----- DATA LISTING

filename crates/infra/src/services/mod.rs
mod notification;

pub use notification::*;
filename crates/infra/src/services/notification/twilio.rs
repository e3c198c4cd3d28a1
use super::INotificationTransport;
use crate::config::TwilioConfig;
use serde::Deserialize;
use thiserror::Error;
use tracing::{error, info};

// https://www.twilio.com/docs/messaging/api/message-resource#create-a-message-resource

#[derive(Debug, Deserialize)]
struct MessageResponse {
    sid: String,
}

#[derive(Debug, Deserialize)]
struct ErrorResponse {
    code: Option<i64>,
    message: String,
}

#[derive(Error, Debug)]
pub enum TwilioError {
    #[error("Unable to reach the SMS provider: {0}")]
    Network(#[from] reqwest::Error),
    #[error("SMS provider rejected the message with status {status}: {message}")]
    Rejected {
        status: u16,
        code: Option<i64>,
        message: String,
    },
}

/// Sends text messages through the Twilio REST api
pub struct TwilioSmsTransport {
    client: reqwest::Client,
    config: TwilioConfig,
}

impl TwilioSmsTransport {
    pub fn new(config: TwilioConfig) -> Self {
        Self {
            client: reqwest::Client::new(),
            config,
        }
    }

    fn messages_url(&self) -> String {
        format!(
            "{}/2010-04-01/Accounts/{}/Messages.json",
            self.config.api_base_url.trim_end_matches('/'),
            self.config.account_sid
        )
    }

    /// Returns the sid of the created message
    pub async fn send_sms(&self, to: &str, body: &str) -> Result<String, TwilioError> {
        let params = [
            ("To", to),
            ("From", self.config.phone_number.as_str()),
            ("Body", body),
        ];
        let res = self
            .client
            .post(self.messages_url())
            .basic_auth(&self.config.account_sid, Some(&self.config.auth_token))
            .form(&params)
            .send()
            .await?;

        let status = res.status();
        if !status.is_success() {
            let text = res.text().await.unwrap_or_default();
            let (code, message) = match serde_json::from_str::<ErrorResponse>(&text) {
                Ok(err) => (err.code, err.message),
                Err(_) => (None, text),
            };
            return Err(TwilioError::Rejected {
                status: status.as_u16(),
                code,
                message,
            });
        }

        let message = res.json::<MessageResponse>().await?;
        Ok(message.sid)
    }
}

#[async_trait::async_trait]
impl INotificationTransport for TwilioSmsTransport {
    async fn send(&self, to: &str, body: &str) -> bool {
        match self.send_sms(to, body).await {
            Ok(sid) => {
                info!("Successfully sent SMS to {}: {}", to, sid);
                true
            }
            Err(e) => {
                error!("Error sending SMS to {}: {}", to, e);
                false
            }
        }
    }
}
mod config;
mod repos;
mod services;
mod system;

pub use config::{Config, ConfigError, TwilioConfig};
pub use repos::{IReminderRepo, InMemoryReminderRepo, Repos};
pub use services::*;
use std::sync::Arc;
pub use system::{to_wall_clock, ISys, RealSys};

#[derive(Clone)]
pub struct HealthContext {
    pub repos: Repos,
    pub config: Config,
    pub sys: Arc<dyn ISys>,
    pub transport: Arc<dyn INotificationTransport>,
}

impl HealthContext {
    fn create(twilio: TwilioConfig) -> Self {
        Self {
            repos: Repos::create_inmemory(),
            config: Config::new(),
            sys: Arc::new(RealSys {}),
            transport: Arc::new(TwilioSmsTransport::new(twilio)),
        }
    }

    /// Context that never talks to the SMS provider, every delivery is
    /// recorded by an `InMemoryNotificationTransport`
    pub fn create_inmemory() -> Self {
        Self {
            repos: Repos::create_inmemory(),
            config: Config::new(),
            sys: Arc::new(RealSys {}),
            transport: Arc::new(InMemoryNotificationTransport::new()),
        }
    }
}

/// Will setup the infrastructure context given the environment.
///
/// Fails when any of the SMS provider credentials are missing, the
/// reminder subsystem cannot do anything useful without them.
pub fn setup_context() -> Result<HealthContext, ConfigError> {
    let twilio = TwilioConfig::from_env()?;
    Ok(HealthContext::create(twilio))
}
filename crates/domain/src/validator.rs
//! Checks applied to the fields of an incoming reminder request.
//!
//! Every check is all-or-nothing. The `parse_*` variants return the typed
//! value so callers do not have to interpret the raw input twice.

use chrono::{NaiveTime, Weekday};
use regex::Regex;
use serde_json::Value;
use std::sync::OnceLock;

pub const MIN_FREQUENCY: i64 = 1;
pub const MAX_FREQUENCY: i64 = 4;

fn phone_pattern() -> &'static Regex {
    static PHONE_PATTERN: OnceLock<Regex> = OnceLock::new();
    PHONE_PATTERN
        .get_or_init(|| Regex::new(r"^\+[0-9]{10,15}$").expect("phone pattern to compile"))
}

/// `+` followed by 10 to 15 ASCII digits and nothing else
pub fn validate_phone(phone: &str) -> bool {
    phone_pattern().is_match(phone)
}

/// Accepts JSON integers and strings holding a decimal integer.
/// Fractional numbers and booleans are rejected.
pub fn parse_frequency(frequency: &Value) -> Option<usize> {
    let freq = match frequency {
        Value::Number(n) => n.as_i64()?,
        Value::String(s) => s.trim().parse::<i64>().ok()?,
        _ => return None,
    };
    if (MIN_FREQUENCY..=MAX_FREQUENCY).contains(&freq) {
        Some(freq as usize)
    } else {
        None
    }
}

pub fn validate_frequency(frequency: &Value) -> bool {
    parse_frequency(frequency).is_some()
}

/// Strict zero padded `HH:MM` on a 24 hour clock, `9:05` is rejected
pub fn parse_time(time: &str) -> Option<NaiveTime> {
    let bytes = time.as_bytes();
    if bytes.len() != 5 || bytes[2] != b':' {
        return None;
    }
    let digits_only = bytes
        .iter()
        .enumerate()
        .all(|(i, b)| i == 2 || b.is_ascii_digit());
    if !digits_only {
        return None;
    }
    let hour = time[0..2].parse::<u32>().ok()?;
    let minute = time[3..5].parse::<u32>().ok()?;
    NaiveTime::from_hms_opt(hour, minute, 0)
}

pub fn validate_time(time: &str) -> bool {
    parse_time(time).is_some()
}

/// ISO weekday numbering, 1 is Monday and 7 is Sunday
pub fn weekday_from_iso(day: i64) -> Option<Weekday> {
    let weekday = match day {
        1 => Weekday::Mon,
        2 => Weekday::Tue,
        3 => Weekday::Wed,
        4 => Weekday::Thu,
        5 => Weekday::Fri,
        6 => Weekday::Sat,
        7 => Weekday::Sun,
        _ => return None,
    };
    Some(weekday)
}

/// The input must be a list and every element an integer in `[1, 7]`.
/// An empty list is accepted.
pub fn parse_days(days: &Value) -> Option<Vec<Weekday>> {
    days.as_array()?
        .iter()
        .map(|day| match day {
            Value::Number(n) => n.as_i64().and_then(weekday_from_iso),
            _ => None,
        })
        .collect()
}

pub fn validate_days(days: &Value) -> bool {
    parse_days(days).is_some()
}

#[cfg(test)]
mod tests {
    use super::*;
    use serde_json::json;

    #[test]
    fn accepts_valid_phone_numbers() {
        assert!(validate_phone("+1234567890"));
        assert!(validate_phone("+12345678901"));
        assert!(validate_phone("+123456789012345"));
    }

    #[test]
    fn rejects_invalid_phone_numbers() {
        assert!(!validate_phone("12345"));
        assert!(!validate_phone("1234567890"));
        assert!(!validate_phone("+123456789"));
        assert!(!validate_phone("+1234567890123456"));
        assert!(!validate_phone("+12345abc901"));
        assert!(!validate_phone("+1 234 567 8901"));
        assert!(!validate_phone("+12345678901\n"));
        assert!(!validate_phone(""));
    }

    #[test]
    fn frequency_must_be_between_one_and_four() {
        for freq in 1..=4 {
            assert!(validate_frequency(&json!(freq)));
        }
        assert_eq!(parse_frequency(&json!(3)), Some(3));
        assert_eq!(parse_frequency(&json!("2")), Some(2));

        assert!(!validate_frequency(&json!(0)));
        assert!(!validate_frequency(&json!(5)));
        assert!(!validate_frequency(&json!(-1)));
        assert!(!validate_frequency(&json!("twice")));
        assert!(!validate_frequency(&json!(2.5)));
        assert!(!validate_frequency(&json!(true)));
        assert!(!validate_frequency(&Value::Null));
    }

    #[test]
    fn time_must_be_zero_padded_24_hour_clock() {
        assert!(validate_time("00:00"));
        assert!(validate_time("08:00"));
        assert!(validate_time("23:59"));
        assert_eq!(parse_time("13:45"), NaiveTime::from_hms_opt(13, 45, 0));

        assert!(!validate_time("24:00"));
        assert!(!validate_time("12:60"));
        assert!(!validate_time("9:5"));
        assert!(!validate_time("9:05"));
        assert!(!validate_time(" 9:05"));
        assert!(!validate_time("08:00:00"));
        assert!(!validate_time("noon"));
        assert!(!validate_time(""));
    }

    #[test]
    fn days_must_be_iso_weekdays() {
        assert!(validate_days(&json!([1, 2, 3, 4, 5, 6, 7])));
        assert!(validate_days(&json!([])));
        assert_eq!(
            parse_days(&json!([1, 7])),
            Some(vec![Weekday::Mon, Weekday::Sun])
        );

        assert!(!validate_days(&json!([0, 1])));
        assert!(!validate_days(&json!([1, 8])));
        assert!(!validate_days(&json!([1, "2"])));
        assert!(!validate_days(&json!([1.5])));
        assert!(!validate_days(&json!(1)));
        assert!(!validate_days(&json!("1,2,3")));
        assert!(!validate_days(&Value::Null));
    }
}
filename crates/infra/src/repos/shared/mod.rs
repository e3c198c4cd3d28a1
pub mod inmemory_repo;
//! Transports the server can be reached over.

use crate::{
    Error, FormioServer,
    auth::{ApiKey, AuthLayer},
};
use rmcp::{
    ServiceExt,
    transport::streamable_http_server::{
        StreamableHttpServerConfig, StreamableHttpService, session::local::LocalSessionManager,
    },
};
use std::net::SocketAddr;

/// Path the streamable HTTP endpoint is mounted at.
pub const MCP_PATH: &str = "/mcp";

/// Serve over stdin/stdout until the client disconnects.
pub async fn serve_stdio(server: FormioServer) -> Result<(), Error> {
    tracing::info!(formio = server.client.base_url(), "serving MCP over stdio");
    let quit_reason = server
        .serve(rmcp::transport::stdio())
        .await?
        .waiting()
        .await?;
    tracing::info!(?quit_reason, "MCP server stopped");
    Ok(())
}

/// Build the axum app for the streamable HTTP transport.
///
/// Each MCP session gets its own clone of `server`; clones share the
/// FormIO connection pool. Any `Some` key installs [`AuthLayer`], so an
/// empty key locks the endpoint rather than opening it.
pub fn router(server: FormioServer, api_key: Option<String>) -> axum::Router {
    let service = StreamableHttpService::new(
        move || Ok(server.clone()),
        LocalSessionManager::default().into(),
        StreamableHttpServerConfig::default(),
    );
    let app = axum::Router::new().nest_service(MCP_PATH, service);
    match api_key {
        Some(key) => app.layer(AuthLayer::new(ApiKey::new(key))),
        None => app,
    }
}

/// Serve streamable HTTP on `bind` until Ctrl-C.
pub async fn serve_http(
    server: FormioServer,
    bind: SocketAddr,
    api_key: Option<String>,
) -> Result<(), Error> {
    if api_key.is_none() && !bind.ip().is_loopback() {
        tracing::warn!(%bind, "serving without an API key on a non-loopback address");
    }
    let formio = server.client.base_url().to_owned();
    let app = router(server, api_key);
    let listener = tokio::net::TcpListener::bind(bind).await?;
    tracing::info!(addr = %listener.local_addr()?, path = MCP_PATH, %formio, "serving MCP over HTTP");
    axum::serve(listener, app)
        .with_graceful_shutdown(shutdown_signal())
        .await?;
    tracing::info!("MCP server stopped");
    Ok(())
}

async fn shutdown_signal() {
    if let Err(e) = tokio::signal::ctrl_c().await {
        tracing::error!(error = %e, "failed to listen for Ctrl-C");
        std::future::pending::<()>().await;
    }
}

#[cfg(test)]
mod tests {
    use crate::{FormioServer, transport::router};
    use axum::body::Body;
    use http::{Request, StatusCode};
    use tower::ServiceExt;

    fn server() -> FormioServer {
        let client = formio::Client::new("https://example.form.io").unwrap();
        FormioServer::new(client, None)
    }

    #[tokio::test]
    async fn api_key_guards_the_endpoint() {
        let app = router(server(), Some("k".into()));
        let req = Request::post("/mcp").body(Body::empty()).unwrap();
        let resp = app.oneshot(req).await.unwrap();
        assert_eq!(resp.status(), StatusCode::UNAUTHORIZED);
    }

    #[tokio::test]
    async fn empty_api_key_still_guards_the_endpoint() {
        let app = router(server(), Some(String::new()));
        let req = Request::post("/mcp")
            .header(http::header::AUTHORIZATION, "Bearer ")
            .body(Body::empty())
            .unwrap();
        let resp = app.oneshot(req).await.unwrap();
        assert_eq!(resp.status(), StatusCode::UNAUTHORIZED);

        let app = router(server(), Some(String::new()));
        let req = Request::post("/mcp").body(Body::empty()).unwrap();
        let resp = app.oneshot(req).await.unwrap();
        assert_eq!(resp.status(), StatusCode::UNAUTHORIZED);
    }

    #[tokio::test]
    async fn unknown_paths_are_not_found() {
        let app = router(server(), None);
        let req = Request::get("/other").body(Body::empty()).unwrap();
        let resp = app.oneshot(req).await.unwrap();
        assert_eq!(resp.status(), StatusCode::NOT_FOUND);
    }
}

----------

» YOUR INSTRUCTIONS
Search the data for the word "const" and report how many lines include it, with the number alone.

» REPLY
3